According to Federal Board of Revenue, the net revenue collected by FBR in July and August was Rs. 1,456 billion, after issuing refunds totaling Rs. 132 billion to exporters, which is 44% higher than the refunds issued last year. This measure was aimed at easing the liquidity challenges faced by exporters. The data reveals impressive growth in various tax segments, particularly in domestic taxation. The domestic income tax collected was Rs. 593 billion, up by 36% from the previous year’s Rs. 437 billion during the same period. Additionally, there was a 40% increase in domestic sales tax collection, which nearly reached Rs. 314 billion.
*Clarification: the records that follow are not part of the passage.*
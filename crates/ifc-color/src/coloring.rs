//! Tinting of grayscale matrices
//!
//! Each element of a normalized intensity matrix becomes the HSV value of
//! one pixel, while hue and saturation are fixed for the whole frame. The
//! result keeps per-pixel intensity and carries the channel's display tint.
//!
//! # Examples
//!
//! ```
//! use ifc_color::matrix_hsv_to_rgb;
//! use ifc_core::{Channel, Matrix};
//!
//! let mat = Matrix::from_rows(&[[0.0, 1.0]]).unwrap();
//! let vol = matrix_hsv_to_rgb(&mat, 0.0, 0.0).unwrap();
//! assert_eq!(vol.shape(), (1, 2, 3));
//! assert_eq!(vol.plane(Channel::Red), &[0.0, 1.0]);
//! ```

use crate::ColorResult;
use crate::colorspace::{Hsv, hsv_to_rgb};
use ifc_core::{ColorVolume, Matrix};

/// Render `mat` as an RGB volume tinted with hue `h` and saturation `s`.
///
/// Every element is used as the HSV value of its pixel. The output has
/// shape `(rows, cols, 3)` with planes in R, G, B order, each the shape of
/// `mat`. Any mask on `mat` is carried over.
///
/// # Errors
///
/// Returns `ColorError::InvalidInput` if `h` or `s` is outside `[0, 1]`,
/// or at the first element (in row-major order) outside `[0, 1]`. No
/// partial volume is returned.
pub fn matrix_hsv_to_rgb(mat: &Matrix, h: f64, s: f64) -> ColorResult<ColorVolume> {
    let (rows, cols) = mat.dimensions();
    tracing::debug!(rows, cols, h, s, "tinting matrix");

    let len = mat.len();
    let mut data = vec![0.0; len * 3];
    let (red, rest) = data.split_at_mut(len);
    let (green, blue) = rest.split_at_mut(len);

    for (i, &v) in mat.data().iter().enumerate() {
        let rgb = hsv_to_rgb(Hsv::new(h, s, v))?;
        red[i] = rgb.r;
        green[i] = rgb.g;
        blue[i] = rgb.b;
    }

    let mut volume = ColorVolume::from_data(rows, cols, data)?;
    volume.set_mask(mat.mask().cloned());
    Ok(volume)
}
Despite these gains, the performance on the import front showed a different trend, with a continued decline in import volume impacting customs duties and other import-stage tax collections. The FBR reported a 2.2% decrease in imports measured in US dollars and a 7% decrease in PKR terms in August 2024 compared to August 2023. High duty items such as vehicles and home appliances, along with consumer goods like garments and footwear, saw significant reductions, altering the import mix and affecting overall tax collections from imports. However, there was a modest 4% increase in the collection of Customs duties.
The Federal Board of Revenue remains optimistic about meeting the revenue targets for the first quarter, anticipating a resurgence in economic activities and imports in September 2024. This expectation is supported by recent government interventions, including a reduction in the policy rate. Furthermore, ongoing digitization efforts and other reforms, such as enhanced monitoring of supply chains, automated production monitoring, and strict integrity management of the FBR workforce, are expected to substantially boost revenue collection. These reforms are being closely supervised by the Prime Minister and the Finance Minister to ensure their effective implementation and to facilitate business growth.